Ce ne fut qu'en atteignant Ponyville, et à proximité du Carousel Boutique que la jeune fermière, considérant d'aller y frapper, resongea à ce qui venait de se passer. Le poids dans son coeur s'était encore accru, sa misère amplifiée, tristement elle alla frapper à la porte de Rarity. La jument blanche apparut dans une superbe robe d'apparat, hurla presque à la figure dépitée de son amie qui lui expliqua alors, et comme résignée, sa situation. Elle n'avait même pas encore demandé quoi que ce soit et déjà la licorne réagissait :
"Ne sois pas ridicule !" S'exclama-t-elle outrée. "Tu ne mangeras du pissenlit qu'en salade avec de la laitue et des rondelles de tomates. Vous êtes tous invités au restaurant ce soir, et ma boutique vous est ouverte !"
"Eh ben, Rarity, j'sais pas quoi dire" rougit la fermière.
"Un simple oui suffira, très chère !" Rayonna Rarity. "Peu importe ce qu'il m'en coûte, jamais je ne laisserai une amie dans le besoin !"
Elles finissaient à peine, Applejack toujours troublée par autant de générosité, voulant presque décliner mais incapable à la seule pensée de sa petite soeur, et elle en venait à des remerciements francs quand Pinkie Pie arriva en sautillant sur le chemin, tourna la tête vers elles et s'approcha toute guillerette, une bourse tenue par la corde entre les dents. "J'ai appris que tu avais des problèmes !" lança-t-elle d'une traite pour toute salutations, "alors j'ai cassé ma tirelire !" Et elle se mit à parler de sa tirelire devant la jument terrestre prise de court.

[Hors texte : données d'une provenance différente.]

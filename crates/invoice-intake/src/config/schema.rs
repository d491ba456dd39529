use std::path::{Path, PathBuf};
use std::time::Duration;

use serde::{Deserialize, Serialize};

use crate::record::IntakeStatus;

/// Runtime configuration for the intake pipeline.
///
/// Passed explicitly into [`crate::pipeline::Pipeline`] so that tests can run
/// against isolated temporary roots.
#[derive(Debug, Clone, PartialEq, Serialize, Deserialize)]
#[serde(default)]
pub struct IntakeConfig {
    /// Directory monitored for new files.
    pub watch_dir: PathBuf,
    /// Root for files classified as success.
    pub success_dir: PathBuf,
    /// Root for files that need manual review.
    pub review_dir: PathBuf,
    /// Append-only CSV record log.
    pub output_csv: PathBuf,
    /// Free-text operational log.
    pub log_file: PathBuf,
    pub settle_delay_ms: u64,
    pub move_retries: u32,
    pub retry_backoff_ms: u64,
    /// Upper bound on a single extraction. 0 disables the bound.
    pub extract_timeout_secs: u64,
    pub poll_interval_ms: u64,
    pub debounce_ms: u64,
    /// How long a detected file's size and mtime must stay unchanged before
    /// it is handed to the pipeline.
    pub stability_window_ms: u64,
    /// Enqueue PDFs already present in `watch_dir` at startup.
    pub scan_existing: bool,
}

impl Default for IntakeConfig {
    fn default() -> Self {
        Self {
            watch_dir: PathBuf::from("./input"),
            success_dir: PathBuf::from("./processed/success"),
            review_dir: PathBuf::from("./processed/needs-review"),
            output_csv: PathBuf::from("./output/invoice_log.csv"),
            log_file: PathBuf::from("./logs/run.log"),
            settle_delay_ms: 500,
            move_retries: 3,
            retry_backoff_ms: 300,
            extract_timeout_secs: 60,
            poll_interval_ms: 2000,
            debounce_ms: 500,
            stability_window_ms: 800,
            scan_existing: false,
        }
    }
}

impl IntakeConfig {
    /// Config rooted in `base`, with every directory and file placed beneath it.
    pub fn rooted_at<P: AsRef<Path>>(base: P) -> Self {
        let base = base.as_ref();
        Self {
            watch_dir: base.join("input"),
            success_dir: base.join("processed").join("success"),
            review_dir: base.join("processed").join("needs-review"),
            output_csv: base.join("output").join("invoice_log.csv"),
            log_file: base.join("logs").join("run.log"),
            ..Self::default()
        }
    }

    pub fn status_root(&self, status: IntakeStatus) -> &Path {
        match status {
            IntakeStatus::Success => &self.success_dir,
            IntakeStatus::NeedsReview => &self.review_dir,
        }
    }

    pub fn settle_delay(&self) -> Duration {
        Duration::from_millis(self.settle_delay_ms)
    }

    pub fn retry_backoff(&self) -> Duration {
        Duration::from_millis(self.retry_backoff_ms)
    }

    pub fn extract_timeout(&self) -> Option<Duration> {
        (self.extract_timeout_secs > 0).then(|| Duration::from_secs(self.extract_timeout_secs))
    }

    pub fn poll_interval(&self) -> Duration {
        Duration::from_millis(self.poll_interval_ms)
    }

    pub fn debounce(&self) -> Duration {
        Duration::from_millis(self.debounce_ms)
    }

    pub fn stability_window(&self) -> Duration {
        Duration::from_millis(self.stability_window_ms)
    }

    /// The three roots that must exist before watching starts.
    pub fn roots(&self) -> [&Path; 3] {
        [&self.watch_dir, &self.success_dir, &self.review_dir]
    }
}

#[cfg(test)]
mod tests {
    use super::*;

    #[test]
    fn test_defaults_match_documented_values() {
        let config = IntakeConfig::default();
        assert_eq!(config.watch_dir, PathBuf::from("./input"));
        assert_eq!(config.success_dir, PathBuf::from("./processed/success"));
        assert_eq!(config.review_dir, PathBuf::from("./processed/needs-review"));
        assert_eq!(config.output_csv, PathBuf::from("./output/invoice_log.csv"));
        assert_eq!(config.log_file, PathBuf::from("./logs/run.log"));
        assert_eq!(config.settle_delay(), Duration::from_millis(500));
        assert_eq!(config.move_retries, 3);
        assert_eq!(config.retry_backoff(), Duration::from_millis(300));
        assert_eq!(config.stability_window(), Duration::from_millis(800));
    }

    #[test]
    fn test_status_root() {
        let config = IntakeConfig::rooted_at("/tmp/intake");
        assert_eq!(
            config.status_root(IntakeStatus::Success),
            Path::new("/tmp/intake/processed/success")
        );
        assert_eq!(
            config.status_root(IntakeStatus::NeedsReview),
            Path::new("/tmp/intake/processed/needs-review")
        );
    }

    #[test]
    fn test_zero_timeout_disables_bound() {
        let config = IntakeConfig {
            extract_timeout_secs: 0,
            ..IntakeConfig::default()
        };
        assert!(config.extract_timeout().is_none());
    }
}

Puis, moins d'une minute après, elle vit Twilight Sparkle trotter à son tour par le pont de la ville, l'air soucieuse, et à l'instant où leurs regards se croisèrent elle sut que l'étudiante venait pour la même raison. "Pinkie Pie m'a raconté" expliqua la studieuse licorne, et elle était venue avec ses économies. La jument rose à côté, tenant à peine sur place, confirma qu'elle avait fait passer le mot, et que Fluttershy n'allait pas tarder, entre autres.
"Ne t'inquiète pas, Applejack" lui sourit Twilight. "Tu ne perdras pas Sweet Apple Acres."
"Je suis touchée les amies," répondit Applejack, "vraiment, mais ça se chiffre en millier et en millier de pièces..."
"Alors je suis juste la Mare qu'il vous faut !" Gloussa la maire de sa blague alors qu'elle approchait le groupe, et face à la surprise de la fermière Pinkie Pie répéta qu'elle avait vraiment fait passer le mot.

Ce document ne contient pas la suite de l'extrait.